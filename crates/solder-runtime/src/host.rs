//! Host orchestration.
//!
//! [`SolderHost`] wires the manager, the analysis pool, discovery, and the
//! directory watcher together behind one handle.
//!
//! # Quick Start
//!
//! ```rust,ignore
//! use solder_runtime::SolderHost;
//!
//! // Simplest way - auto-loads solder.yaml from the current directory
//! let host = SolderHost::new();
//!
//! // Custom configuration and hooks
//! let hooks = Arc::new(HookRegistry::new());
//! hooks.register("com.example.echo", HookSet::new().construct(echo_factory));
//! let host = SolderHost::builder()
//!     .config_file("config/solder.yaml")
//!     .loader(hooks)
//!     .build()?;
//!
//! host.run(&InitArgs::new()).await?;
//! ```

use std::path::PathBuf;
use std::sync::Arc;
use std::time::Duration;

use parking_lot::Mutex;
use tokio::signal;
use tokio::sync::watch;
use tokio::task::JoinHandle;
use tracing::{info, warn};

use solder_core::{InitArgs, PluginId, Result};
use solder_manager::{InitReport, MANAGER_NAMESPACE, PluginManager};

use crate::config::{ConfigLoader, SolderConfig};
use crate::discovery::{self, ContainerLoader, HookRegistry};
use crate::error::{ConfigResult, RuntimeResult};
use crate::logging;
use crate::pool::{AnalysisPool, analysis_threads};
use crate::watcher;

/// The solder host: discovery, watching, and lifecycle behind one handle.
pub struct SolderHost {
    config: SolderConfig,
    manager: Arc<PluginManager>,
    loader: Arc<dyn ContainerLoader>,
    pool: Arc<AnalysisPool>,
    shutdown: watch::Sender<bool>,
    watcher_task: Mutex<Option<JoinHandle<()>>>,
}

impl SolderHost {
    /// Creates a host with automatic configuration loading.
    ///
    /// Searches the current directory for `solder.yaml`; falls back to
    /// defaults when none is found.
    pub fn new() -> Self {
        let config = ConfigLoader::default().load().unwrap_or_else(|e| {
            eprintln!("Warning: failed to load config ({e}), using defaults");
            SolderConfig::default()
        });
        Self::from_config(&config)
    }

    /// Creates a host builder for custom configuration.
    pub fn builder() -> HostBuilder {
        HostBuilder::new()
    }

    /// Creates a host from configuration, initializing logging.
    pub fn from_config(config: &SolderConfig) -> Self {
        Self::assemble(config, Arc::new(HookRegistry::new()))
    }

    fn assemble(config: &SolderConfig, loader: Arc<dyn ContainerLoader>) -> Self {
        logging::init_from_config(&config.logging);

        let prefixes: Vec<String> = config.blocked_prefixes.clone();
        let manager = Arc::new(PluginManager::with_blocklist(Arc::new(
            move |id: &PluginId| {
                id.as_str().starts_with(MANAGER_NAMESPACE)
                    || prefixes.iter().any(|prefix| id.as_str().starts_with(prefix))
            },
        )));
        let pool = Arc::new(AnalysisPool::new(analysis_threads(config.analysis_threads)));
        let (shutdown, _) = watch::channel(false);

        info!(
            dirs = config.plugin_dirs.len(),
            "Host initialized from configuration"
        );

        Self {
            config: config.clone(),
            manager,
            loader,
            pool,
            shutdown,
            watcher_task: Mutex::new(None),
        }
    }

    /// The plugin manager.
    pub fn manager(&self) -> &Arc<PluginManager> {
        &self.manager
    }

    /// The loaded configuration.
    pub fn config(&self) -> &SolderConfig {
        &self.config
    }

    // ─── Discovery ───────────────────────────────────────────────────────────

    /// Runs one discovery sweep over every configured plugin directory,
    /// waits for all analyses, then runs a resolution sweep.
    pub async fn scan(&self) {
        for root in &self.config.plugin_dirs {
            if !root.exists() {
                warn!(root = %root.display(), "Plugin directory does not exist, skipping");
                continue;
            }
            for path in discovery::scan(root) {
                self.pool
                    .submit(Arc::clone(&self.manager), Arc::clone(&self.loader), path);
            }
        }
        self.pool.drain().await;
        self.manager.resolve();
    }

    /// Starts the directory watcher over the configured plugin directories.
    pub fn start_watching(&self) -> RuntimeResult<()> {
        let roots: Vec<PathBuf> = self
            .config
            .plugin_dirs
            .iter()
            .filter(|root| root.exists())
            .cloned()
            .collect();
        let handle = watcher::spawn(
            Arc::clone(&self.manager),
            Arc::clone(&self.loader),
            Arc::clone(&self.pool),
            roots,
            Duration::from_millis(self.config.poll_interval_ms),
            self.shutdown.subscribe(),
        )?;
        *self.watcher_task.lock() = Some(handle);
        Ok(())
    }

    /// Spawns a task that runs a resolution sweep whenever the registry
    /// changes, so late-arriving plugins resolve without polling.
    pub fn spawn_resolver(&self) -> JoinHandle<()> {
        let manager = Arc::clone(&self.manager);
        let mut shutdown = self.shutdown.subscribe();
        tokio::spawn(async move {
            loop {
                tokio::select! {
                    _ = manager.registry().changed() => {
                        manager.resolve();
                    }
                    changed = shutdown.changed() => {
                        if changed.is_err() || *shutdown.borrow() {
                            break;
                        }
                    }
                }
            }
        })
    }

    // ─── Lifecycle ───────────────────────────────────────────────────────────

    /// Constructs and activates every linkable plugin. See
    /// [`PluginManager::initialize`].
    pub fn initialize(&self, args: &InitArgs) -> Result<InitReport> {
        self.manager.initialize(args)
    }

    /// Deactivates every active plugin and refuses further ingestion.
    pub fn shutdown_plugins(&self, args: &InitArgs) -> Result<()> {
        self.manager.shutdown(args)
    }

    // ─── Running ─────────────────────────────────────────────────────────────

    /// Scans, watches, initializes, and then blocks until Ctrl-C or SIGTERM.
    pub async fn run(&self, args: &InitArgs) -> RuntimeResult<()> {
        self.scan().await;
        self.start_watching()?;
        let resolver = self.spawn_resolver();
        self.manager.initialize(args)?;

        info!("Solder host is running. Press Ctrl+C to stop.");
        wait_for_shutdown_signal().await;

        self.stop().await;
        resolver.abort();
        self.manager.shutdown(args)?;
        Ok(())
    }

    /// Like [`run`](Self::run) but with a caller-supplied shutdown future.
    pub async fn run_until<F>(&self, args: &InitArgs, until: F) -> RuntimeResult<()>
    where
        F: std::future::Future<Output = ()>,
    {
        self.scan().await;
        self.start_watching()?;
        let resolver = self.spawn_resolver();
        self.manager.initialize(args)?;

        until.await;

        self.stop().await;
        resolver.abort();
        self.manager.shutdown(args)?;
        Ok(())
    }

    /// Stops the watcher and drains in-flight analyses.
    pub async fn stop(&self) {
        let _ = self.shutdown.send(true);
        let task = self.watcher_task.lock().take();
        if let Some(task) = task {
            let _ = task.await;
        }
        self.pool.drain().await;
        info!("Host stopped");
    }
}

impl Default for SolderHost {
    fn default() -> Self {
        Self::new()
    }
}

async fn wait_for_shutdown_signal() {
    #[cfg(unix)]
    {
        let mut sigterm = signal::unix::signal(signal::unix::SignalKind::terminate())
            .expect("failed to register SIGTERM handler");

        tokio::select! {
            _ = signal::ctrl_c() => {
                info!("Received Ctrl+C, shutting down");
            }
            _ = sigterm.recv() => {
                info!("Received SIGTERM, shutting down");
            }
        }
    }

    #[cfg(not(unix))]
    {
        signal::ctrl_c().await.expect("failed to listen for Ctrl+C");
        info!("Received Ctrl+C, shutting down");
    }
}

// =============================================================================
// HostBuilder
// =============================================================================

/// Builder for creating a [`SolderHost`] with custom configuration.
///
/// ```rust,ignore
/// let host = SolderHost::builder()
///     .config_file("config/solder.yaml")
///     .loader(my_hook_registry)
///     .build()?;
/// ```
pub struct HostBuilder {
    config_file: Option<PathBuf>,
    search_paths: Vec<PathBuf>,
    loader: Option<Arc<dyn ContainerLoader>>,
}

impl HostBuilder {
    /// Creates a new host builder.
    pub fn new() -> Self {
        Self {
            config_file: None,
            search_paths: Vec::new(),
            loader: None,
        }
    }

    /// Sets a specific configuration file to load.
    pub fn config_file<P: Into<PathBuf>>(mut self, path: P) -> Self {
        self.config_file = Some(path.into());
        self
    }

    /// Adds a search path for configuration files.
    pub fn search_path<P: Into<PathBuf>>(mut self, path: P) -> Self {
        self.search_paths.push(path.into());
        self
    }

    /// Sets the container loader (e.g. a populated
    /// [`HookRegistry`](crate::discovery::HookRegistry)).
    pub fn loader(mut self, loader: Arc<dyn ContainerLoader>) -> Self {
        self.loader = Some(loader);
        self
    }

    /// Builds the host.
    pub fn build(self) -> ConfigResult<SolderHost> {
        let config = match &self.config_file {
            Some(path) => ConfigLoader::new().load_from_file(path)?,
            None => {
                let mut loader = ConfigLoader::new().with_current_dir();
                for path in &self.search_paths {
                    loader = loader.add_search_path(path);
                }
                loader.load()?
            }
        };
        let loader = self
            .loader
            .unwrap_or_else(|| Arc::new(HookRegistry::new()));
        Ok(SolderHost::assemble(&config, loader))
    }
}

impl Default for HostBuilder {
    fn default() -> Self {
        Self::new()
    }
}

#[cfg(test)]
mod tests {
    use super::*;
    use std::fs;

    use solder_core::PluginInstance;

    use crate::discovery::HookSet;

    #[tokio::test]
    async fn scan_discovers_resolves_and_initializes() {
        let dir = tempfile::tempdir().unwrap();
        fs::write(
            dir.path().join("app.plugin.yaml"),
            "id: com.example.app\nversion: '1.0'\ndependencies:\n  - id: com.example.lib\n",
        )
        .unwrap();
        fs::write(
            dir.path().join("lib.plugin.yaml"),
            "id: com.example.lib\nversion: '1.0'\n",
        )
        .unwrap();

        let hooks = Arc::new(HookRegistry::new());
        hooks.register(
            "com.example.app",
            HookSet::new().construct(Arc::new(|_| {
                Ok(Arc::new("app instance".to_string()) as PluginInstance)
            })),
        );

        let config = SolderConfig {
            plugin_dirs: vec![dir.path().to_path_buf()],
            ..Default::default()
        };
        let host = SolderHost::assemble(&config, hooks);
        host.scan().await;

        let manager = host.manager();
        assert_eq!(manager.registry().len(), 2);
        let report = host.initialize(&InitArgs::new()).unwrap();
        assert_eq!(report.initialized.len(), 2);
        assert!(manager.is_active(&"com.example.app".into()));

        let instance = manager.instance(&"com.example.app".into()).unwrap();
        let text = instance.downcast::<String>().unwrap();
        assert_eq!(text.as_str(), "app instance");
    }

    #[tokio::test]
    async fn blocked_prefixes_from_config_are_applied() {
        let dir = tempfile::tempdir().unwrap();
        fs::write(
            dir.path().join("vendor.plugin.yaml"),
            "id: com.vendor.internal.tool\nversion: '1.0'\n",
        )
        .unwrap();
        fs::write(
            dir.path().join("ok.plugin.yaml"),
            "id: com.example.ok\nversion: '1.0'\n",
        )
        .unwrap();

        let config = SolderConfig {
            plugin_dirs: vec![dir.path().to_path_buf()],
            blocked_prefixes: vec!["com.vendor.internal.".to_string()],
            ..Default::default()
        };
        let host = SolderHost::from_config(&config);
        host.scan().await;

        assert_eq!(host.manager().registry().len(), 1);
        assert!(host.manager().registry().lookup(&"com.example.ok".into()).is_some());
    }

    #[tokio::test]
    async fn run_until_performs_full_lifecycle() {
        let dir = tempfile::tempdir().unwrap();
        fs::write(
            dir.path().join("one.plugin.yaml"),
            "id: com.example.one\nversion: '1.0'\n",
        )
        .unwrap();

        let config = SolderConfig {
            plugin_dirs: vec![dir.path().to_path_buf()],
            ..Default::default()
        };
        let host = SolderHost::from_config(&config);
        host.run_until(&InitArgs::new(), async {}).await.unwrap();

        assert!(host.manager().is_shutting_down());
        assert!(!host.manager().is_active(&"com.example.one".into()));
    }
}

▸ **TASK DESCRIPTION**: The lines to copy are those above that contain the string "register".

▸ **THE COMPLETED TASK**:
//! hooks.register("com.example.echo", HookSet::new().construct(echo_factory));
            .expect("failed to register SIGTERM handler");
        hooks.register(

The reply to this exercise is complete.